TASK: Show each line of the entries below in which the word "description" appears.

[Stored data entries]
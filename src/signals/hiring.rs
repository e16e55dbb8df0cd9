//! Technology-hiring scorer over job postings.

use std::collections::BTreeSet;

use chrono::{DateTime, Utc};
use serde::{Deserialize, Serialize};
use serde_json::json;
use uuid::Uuid;

use super::model::{ExternalSignal, SignalCategory, SignalSource};
use super::{object, round1, round3};

/// A posting is AI-related when its title or description mentions any of these.
pub const AI_KEYWORDS: &[&str] = &[
    "machine learning",
    "ml engineer",
    "data scientist",
    "artificial intelligence",
    "deep learning",
    "nlp",
    "computer vision",
    "mlops",
    "ai engineer",
    "pytorch",
    "tensorflow",
    "llm",
    "large language model",
];

pub const AI_SKILLS: &[&str] = &[
    "python",
    "pytorch",
    "tensorflow",
    "scikit-learn",
    "spark",
    "hadoop",
    "kubernetes",
    "docker",
    "aws sagemaker",
    "azure ml",
    "gcp vertex",
    "huggingface",
    "langchain",
    "openai",
];

/// A posting is a tech job when its title mentions any of these.
pub const TECH_ROLE_KEYWORDS: &[&str] = &[
    "engineer",
    "developer",
    "programmer",
    "software",
    "data",
    "analyst",
    "scientist",
    "technical",
];

#[derive(Debug, Clone, Default, PartialEq, Eq, Serialize, Deserialize)]
pub struct JobPosting {
    pub title: String,
    pub company: String,
    pub location: String,
    pub description: String,
    pub posted_at: Option<String>,
    pub url: Option<String>,
}

/// What [`HiringScorer::classify`] found in one posting.
#[derive(Debug, Clone, PartialEq, Eq)]
pub struct PostingClass {
    pub is_ai_related: bool,
    pub ai_skills: Vec<&'static str>,
}

/// Scores postings against three keyword tables, all matched on lowercase text.
#[derive(Debug, Clone, Copy)]
pub struct HiringScorer {
    pub ai_keywords: &'static [&'static str],
    pub ai_skills: &'static [&'static str],
    /// Matched against the title only.
    pub tech_roles: &'static [&'static str],
}

impl Default for HiringScorer {
    fn default() -> Self {
        Self::new(AI_KEYWORDS, AI_SKILLS, TECH_ROLE_KEYWORDS)
    }
}

impl HiringScorer {
    pub fn new(
        ai_keywords: &'static [&'static str],
        ai_skills: &'static [&'static str],
        tech_roles: &'static [&'static str],
    ) -> Self {
        Self {
            ai_keywords,
            ai_skills,
            tech_roles,
        }
    }

    pub fn classify(&self, posting: &JobPosting) -> PostingClass {
        let text = format!("{} {}", posting.title, posting.description).to_lowercase();
        PostingClass {
            is_ai_related: self.ai_keywords.iter().any(|kw| text.contains(kw)),
            ai_skills: self
                .ai_skills
                .iter()
                .copied()
                .filter(|skill| text.contains(skill))
                .collect(),
        }
    }

    pub fn is_tech_job(&self, posting: &JobPosting) -> bool {
        let title = posting.title.to_lowercase();
        self.tech_roles.iter().any(|kw| title.contains(kw))
    }

    /// Score a company's postings.
    ///
    /// `ai_jobs` counts every AI-related posting, tech title or not, so the
    /// ratio can exceed 1; its sub-score is capped at 60 regardless.
    pub fn score(
        &self,
        company_id: Uuid,
        postings: &[JobPosting],
        as_of: DateTime<Utc>,
    ) -> ExternalSignal {
        let mut tech_jobs = 0_usize;
        let mut ai_jobs = 0_usize;
        let mut skills = BTreeSet::new();

        for posting in postings {
            if self.is_tech_job(posting) {
                tech_jobs += 1;
            }
            let class = self.classify(posting);
            if class.is_ai_related {
                ai_jobs += 1;
            }
            skills.extend(class.ai_skills);
        }

        let ai_ratio = if tech_jobs > 0 {
            ai_jobs as f64 / tech_jobs as f64
        } else {
            0.0
        };

        let score = (ai_ratio * 60.0).min(60.0)
            + (skills.len() as f64 / 10.0).min(1.0) * 20.0
            + (ai_jobs as f64 / 5.0).min(1.0) * 20.0;

        tracing::debug!(%company_id, tech_jobs, ai_jobs, score, "scored hiring");

        ExternalSignal {
            id: Uuid::new_v4(),
            company_id,
            category: SignalCategory::TechnologyHiring,
            source: SignalSource::Indeed,
            signal_date: as_of,
            raw_value: format!("{ai_jobs}/{tech_jobs} AI jobs"),
            normalized_score: round1(score),
            confidence: (0.5 + tech_jobs as f64 / 100.0).min(0.95),
            metadata: object(json!({
                "total_tech_jobs": tech_jobs,
                "ai_jobs": ai_jobs,
                "ai_ratio": round3(ai_ratio),
                "skills_found": skills,
            })),
        }
    }
}

#[cfg(test)]
mod tests {
    use super::*;

    fn posting(title: &str, description: &str) -> JobPosting {
        JobPosting {
            title: title.to_string(),
            description: description.to_string(),
            ..Default::default()
        }
    }

    #[test]
    fn test_classify() {
        let scorer = HiringScorer::default();
        let class = scorer.classify(&posting(
            "Senior ML Engineer",
            "Ship models with PyTorch and Docker on Kubernetes.",
        ));
        assert!(class.is_ai_related);
        assert_eq!(class.ai_skills, vec!["pytorch", "kubernetes", "docker"]);

        let class = scorer.classify(&posting("Accountant", "Quarterly close."));
        assert!(!class.is_ai_related);
        assert!(class.ai_skills.is_empty());
    }

    #[test]
    fn test_tech_job_uses_title_only() {
        let scorer = HiringScorer::default();
        assert!(scorer.is_tech_job(&posting("Data Analyst", "")));
        assert!(!scorer.is_tech_job(&posting(
            "Store Manager",
            "software engineer wanted"
        )));
    }

    #[test]
    fn test_score_example() {
        // 10 tech postings: 4 AI-related, 6 distinct skills across them.
        let mut postings = vec![
            posting("Machine Learning Engineer", "python pytorch"),
            posting("Data Scientist", "tensorflow spark"),
            posting("NLP Engineer", "docker"),
            posting("Computer Vision Developer", "kubernetes"),
        ];
        for i in 0..6 {
            postings.push(posting(
                &format!("Software Engineer {i}"),
                "Build web services.",
            ));
        }

        let company = Uuid::new_v4();
        let as_of = Utc::now();
        let signal = HiringScorer::default().score(company, &postings, as_of);

        assert_eq!(signal.normalized_score, 52.0);
        assert!((signal.confidence - 0.6).abs() < 1e-9);
        assert_eq!(signal.raw_value, "4/10 AI jobs");
        assert_eq!(signal.category, SignalCategory::TechnologyHiring);
        assert_eq!(signal.source, SignalSource::Indeed);
        assert_eq!(signal.company_id, company);
        assert_eq!(signal.signal_date, as_of);
        assert_eq!(signal.metadata["ai_ratio"], 0.4);
        assert_eq!(signal.metadata["total_tech_jobs"], 10);
        assert_eq!(signal.metadata["skills_found"].as_array().unwrap().len(), 6);
    }

    #[test]
    fn test_no_postings_scores_zero() {
        let signal = HiringScorer::default().score(Uuid::new_v4(), &[], Utc::now());
        assert_eq!(signal.normalized_score, 0.0);
        assert_eq!(signal.confidence, 0.5);
        assert_eq!(signal.raw_value, "0/0 AI jobs");
        assert_eq!(signal.metadata["ai_ratio"], 0.0);
    }

    #[test]
    fn test_many_postings_capped() {
        let description = AI_KEYWORDS.join(" ") + " " + &AI_SKILLS.join(" ");
        let postings: Vec<JobPosting> = (0..10_000)
            .map(|_| posting("AI Engineer", &description))
            .collect();
        let signal = HiringScorer::default().score(Uuid::new_v4(), &postings, Utc::now());
        assert_eq!(signal.normalized_score, 100.0);
        assert_eq!(signal.confidence, 0.95);
    }

    #[test]
    fn test_ai_postings_without_tech_titles() {
        let postings = vec![posting("Product Manager", "machine learning roadmap")];
        let signal = HiringScorer::default().score(Uuid::new_v4(), &postings, Utc::now());
        // ratio is 0 without tech jobs; the volume bonus still counts the AI posting
        assert_eq!(signal.normalized_score, 4.0);
    }

    #[test]
    fn test_custom_tables() {
        let scorer = HiringScorer::new(&["forecasting"], &["sql", "excel"], &["planner"]);
        let postings = vec![
            posting("Demand Planner", "Forecasting with SQL and Excel."),
            posting("Machine Learning Engineer", "python pytorch"),
        ];

        assert!(scorer.classify(&postings[0]).is_ai_related);
        assert!(!scorer.classify(&postings[1]).is_ai_related);
        assert!(!scorer.is_tech_job(&postings[1]));

        // 1 of 1 tech jobs (60) + 2 skills (4) + 1 AI job (4)
        let signal = scorer.score(Uuid::new_v4(), &postings, Utc::now());
        assert_eq!(signal.normalized_score, 68.0);
        assert_eq!(signal.metadata["skills_found"], json!(["excel", "sql"]));
    }
}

EXERCISE RESULT:
/// A posting is AI-related when its title or description mentions any of these.
    pub description: String,
        let text = format!("{} {}", posting.title, posting.description).to_lowercase();
    fn posting(title: &str, description: &str) -> JobPosting {
            description: description.to_string(),
        let description = AI_KEYWORDS.join(" ") + " " + &AI_SKILLS.join(" ");
            .map(|_| posting("AI Engineer", &description))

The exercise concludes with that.